'''
//! Auxiliary interop server lifecycle.
//!
//! Some deployments front the database with a companion server process
//! that must be running while the export talks to it. The guard here owns
//! that process: started before connecting, stopped after the export
//! completes or fails. `kill_on_drop` backs the explicit stop so the child
//! is also reaped on panic or early return.

use std::process::Stdio;
use std::time::Duration;

use tokio::process::{Child, Command};
use tracing::{info, warn};

use crate::config::ServerConfig;
use crate::error::{Result, ServerError};

/// Running interop server process.
pub struct InteropServer {
    child: Child,
    command: String,
}

impl InteropServer {
    /// Start the configured server, if any.
    ///
    /// Returns `Ok(None)` when no server command is configured. After
    /// spawning, waits the configured startup delay and verifies the
    /// process is still alive.
    pub async fn start(config: &ServerConfig) -> Result<Option<Self>> {
        let Some(command) = &config.command else {
            return Ok(None);
        };

        let mut child = Command::new(command)
            .args(&config.args)
            .stdin(Stdio::null())
            .stdout(Stdio::null())
            .stderr(Stdio::null())
            .kill_on_drop(true)
            .spawn()
            .map_err(|e| ServerError::SpawnFailed(format!("{command}: {e}")))?;

        if config.startup_wait_ms > 0 {
            tokio::time::sleep(Duration::from_millis(config.startup_wait_ms)).await;
        }

        match child.try_wait() {
            Ok(None) => {
                info!("Started interop server: {command}");
                Ok(Some(Self {
                    child,
                    command: command.clone(),
                }))
            }
            Ok(Some(status)) => Err(ServerError::ExitedEarly(status.to_string()).into()),
            Err(e) => Err(ServerError::SpawnFailed(e.to_string()).into()),
        }
    }

    /// Stop the server.
    ///
    /// Infallible by design: release runs on both the success and the
    /// failure path of an export, and must never mask its outcome.
    pub async fn stop(mut self) {
        if let Err(e) = self.child.kill().await {
            warn!("Failed to kill interop server {}: {e}", self.command);
            return;
        }
        info!("Stopped interop server: {}", self.command);
    }
}

#[cfg(test)]
mod tests {
    use super::*;

    fn config(command: Option<&str>, args: &[&str], startup_wait_ms: u64) -> ServerConfig {
        ServerConfig {
            command: command.map(str::to_string),
            args: args.iter().map(|s| s.to_string()).collect(),
            startup_wait_ms,
        }
    }

    #[tokio::test]
    async fn test_no_server_configured() {
        let server = InteropServer::start(&config(None, &[], 0)).await.unwrap();
        assert!(server.is_none());
    }

    #[tokio::test]
    async fn test_start_and_stop() {
        let server = InteropServer::start(&config(Some("sleep"), &["30"], 0))
            .await
            .unwrap()
            .expect("server should be running");
        server.stop().await;
    }

    #[tokio::test]
    async fn test_exited_early_is_an_error() {
        let result = InteropServer::start(&config(Some("true"), &[], 200)).await;
        assert!(result.is_err());
    }

    #[tokio::test]
    async fn test_spawn_failure() {
        let result = InteropServer::start(&config(Some("/nonexistent/interop-server"), &[], 0)).await;
        assert!(result.is_err());
    }
}
//! rowspool library
//!
//! Core functionality for the rowspool one-shot SQL export tool. It can be
//! used as a standalone library to embed query exports in other tools.
//!
//! # Modules
//!
//! - `cli`: Command-line interface and argument parsing
//! - `config`: Configuration management
//! - `driver`: Database driver boundary and the PostgreSQL adapter
//! - `encode`: Value encoding and row serialization
//! - `error`: Error types and handling
//! - `export`: Streaming export driver, artifact writers, job orchestration
//! - `schema`: Column schema extraction
//! - `server`: Auxiliary interop server lifecycle
//!
//! # Example
//!
//! ```no_run
//! use rowspool::config::Config;
//! use rowspool::export::ExportJob;
//!
//! #[tokio::main(flavor = "current_thread")]
//! async fn main() -> Result<(), Box<dyn std::error::Error>> {
//!     let job = ExportJob {
//!         url: "postgres://localhost:5432/app".to_string(),
//!         username: None,
//!         password: None,
//!         query: "SELECT id, name FROM users".to_string(),
//!         job_id: "users".to_string(),
//!         out_dir: ".".into(),
//!         show_progress: false,
//!     };
//!
//!     let result = job.run(&Config::default()).await?;
//!     println!("{} rows exported", result.rows_exported);
//!     Ok(())
//! }
//! ```

pub mod cli;
pub mod config;
pub mod driver;
pub mod encode;
pub mod error;
pub mod export;
pub mod schema;
pub mod server;

// Re-export commonly used types
pub use config::Config;
pub use error::{ExportError, Result};
pub use export::{ExportCoordinator, ExportJob, ExportResult};
pub use schema::ColumnDescriptor;

/// Library version
pub const VERSION: &str = env!("CARGO_PKG_VERSION");

/// Get library version string
///
/// # Returns
/// * `&str` - Version string
pub fn version() -> &'static str {
    VERSION
}

#[cfg(test)]
mod tests {
    use super::*;

    #[test]
    fn test_version() {
        assert!(!version().is_empty());
    }
}
//! Configuration management for rowspool
//!
//! This module handles loading, parsing, and managing configuration:
//! - Configuration files (TOML format)
//! - Command-line arguments
//!
//! Configuration precedence (highest to lowest):
//! 1. Command-line arguments
//! 2. Configuration file
//! 3. Default values

use serde::{Deserialize, Serialize};
use std::path::{Path, PathBuf};

use crate::error::{ConfigError, Result};

/// Main configuration structure
#[derive(Debug, Clone, Default, Serialize, Deserialize)]
#[serde(default)]
pub struct Config {
    /// Connection configuration
    pub connection: ConnectionConfig,

    /// Export configuration
    pub export: ExportConfig,

    /// Logging configuration
    pub logging: LoggingConfig,

    /// Interop server configuration
    pub server: ServerConfig,
}

/// Connection-related configuration
#[derive(Debug, Clone, Serialize, Deserialize)]
#[serde(default)]
pub struct ConnectionConfig {
    /// Default connection URL used when none is given on the command line
    pub default_url: String,

    /// Default username
    pub username: Option<String>,

    /// Connect timeout in seconds
    pub connect_timeout: u64,
}

impl Default for ConnectionConfig {
    fn default() -> Self {
        Self {
            default_url: "postgres://localhost:5432/postgres".to_string(),
            username: None,
            connect_timeout: 30,
        }
    }
}

/// Export tuning configuration
#[derive(Debug, Clone, Serialize, Deserialize)]
#[serde(default)]
pub struct ExportConfig {
    /// Chunk size in bytes for draining binary column streams
    pub binary_chunk_size: usize,

    /// Buffer capacity in bytes for the records writer
    pub write_buffer_size: usize,

    /// Show a progress spinner on interactive runs
    pub progress: bool,
}

impl Default for ExportConfig {
    fn default() -> Self {
        Self {
            binary_chunk_size: 1024 * 1024,
            write_buffer_size: 8 * 1024 * 1024,
            progress: true,
        }
    }
}

/// Logging configuration
#[derive(Debug, Clone, Serialize, Deserialize)]
#[serde(default)]
pub struct LoggingConfig {
    /// Log level (error, warn, info, debug, trace)
    pub level: LogLevel,

    /// Enable timestamps in logs
    pub timestamps: bool,
}

impl Default for LoggingConfig {
    fn default() -> Self {
        Self {
            level: LogLevel::Warn,
            timestamps: false,
        }
    }
}

/// Log level options
#[derive(Debug, Clone, Copy, Serialize, Deserialize, PartialEq, Eq)]
#[serde(rename_all = "lowercase")]
pub enum LogLevel {
    Error,
    Warn,
    Info,
    Debug,
    Trace,
}

impl LogLevel {
    /// Convert to a tracing level
    pub fn to_tracing_level(self) -> tracing::Level {
        match self {
            LogLevel::Error => tracing::Level::ERROR,
            LogLevel::Warn => tracing::Level::WARN,
            LogLevel::Info => tracing::Level::INFO,
            LogLevel::Debug => tracing::Level::DEBUG,
            LogLevel::Trace => tracing::Level::TRACE,
        }
    }
}

/// Interop server configuration
#[derive(Debug, Clone, Default, Serialize, Deserialize)]
#[serde(default)]
pub struct ServerConfig {
    /// Server command; no server is started when unset
    pub command: Option<String>,

    /// Arguments passed to the server command
    pub args: Vec<String>,

    /// Delay after spawning before the server is considered up
    pub startup_wait_ms: u64,
}

impl Config {
    /// Load configuration from a file, falling back to defaults.
    ///
    /// An explicitly given path must exist. The default path
    /// (`<config dir>/rowspool/config.toml`) is optional: when missing,
    /// built-in defaults apply.
    ///
    /// # Arguments
    /// * `path` - Optional explicit config file path
    ///
    /// # Returns
    /// * `Result<Config>` - Loaded configuration or error
    pub fn load_from_file(path: Option<&Path>) -> Result<Config> {
        let (path, required) = match path {
            Some(path) => (path.to_path_buf(), true),
            None => match Self::default_path() {
                Some(path) => (path, false),
                None => return Ok(Config::default()),
            },
        };

        if !path.exists() {
            if required {
                return Err(ConfigError::FileNotFound(path.display().to_string()).into());
            }
            return Ok(Config::default());
        }

        let content = std::fs::read_to_string(&path)?;
        let config = toml::from_str(&content)
            .map_err(|e| ConfigError::InvalidFormat(e.to_string()))?;
        Ok(config)
    }

    /// Default config file location under the user config directory.
    pub fn default_path() -> Option<PathBuf> {
        dirs::config_dir().map(|dir| dir.join("rowspool").join("config.toml"))
    }

    /// Validate configuration values
    pub fn validate(&self) -> Result<()> {
        if self.export.binary_chunk_size == 0 {
            return Err(ConfigError::InvalidValue {
                field: "export.binary_chunk_size".to_string(),
                value: "0".to_string(),
            }
            .into());
        }
        if self.export.write_buffer_size == 0 {
            return Err(ConfigError::InvalidValue {
                field: "export.write_buffer_size".to_string(),
                value: "0".to_string(),
            }
            .into());
        }
        if self.connection.connect_timeout == 0 {
            return Err(ConfigError::InvalidValue {
                field: "connection.connect_timeout".to_string(),
                value: "0".to_string(),
            }
            .into());
        }
        Ok(())
    }
}

#[cfg(test)]
mod tests {
    use super::*;

    #[test]
    fn test_defaults_are_valid() {
        let config = Config::default();
        assert!(config.validate().is_ok());
        assert_eq!(config.export.binary_chunk_size, 1024 * 1024);
        assert!(config.server.command.is_none());
    }

    #[test]
    fn test_parse_partial_file() {
        let config: Config = toml::from_str(
            r#"
            [connection]
            default_url = "postgres://db.internal:5432/warehouse"
            connect_timeout = 5

            [export]
            progress = false

            [server]
            command = "h2-bridge"
            args = ["--tcp-port", "8899"]
            startup_wait_ms = 250
            "#,
        )
        .unwrap();

        assert_eq!(
            config.connection.default_url,
            "postgres://db.internal:5432/warehouse"
        );
        assert_eq!(config.connection.connect_timeout, 5);
        assert!(!config.export.progress);
        // Unset sections and fields keep their defaults
        assert_eq!(config.export.write_buffer_size, 8 * 1024 * 1024);
        assert_eq!(config.server.command.as_deref(), Some("h2-bridge"));
        assert_eq!(config.server.args.len(), 2);
        assert_eq!(config.logging.level, LogLevel::Warn);
    }

    #[test]
    fn test_invalid_values_rejected() {
        let mut config = Config::default();
        config.export.binary_chunk_size = 0;
        assert!(config.validate().is_err());
    }

    #[test]
    fn test_missing_explicit_file_is_an_error() {
        let result = Config::load_from_file(Some(Path::new("/nonexistent/rowspool.toml")));
        assert!(result.is_err());
    }

    #[test]
    fn test_log_level_mapping() {
        assert_eq!(LogLevel::Debug.to_tracing_level(), tracing::Level::DEBUG);
        assert_eq!(LogLevel::Error.to_tracing_level(), tracing::Level::ERROR);
    }
}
'''
**WHAT IS REQUIRED**
Within the listing, how many lines include the string "internal"? Supply the number and no further words.

**RESPONSE TO THIS EXERCISE**
2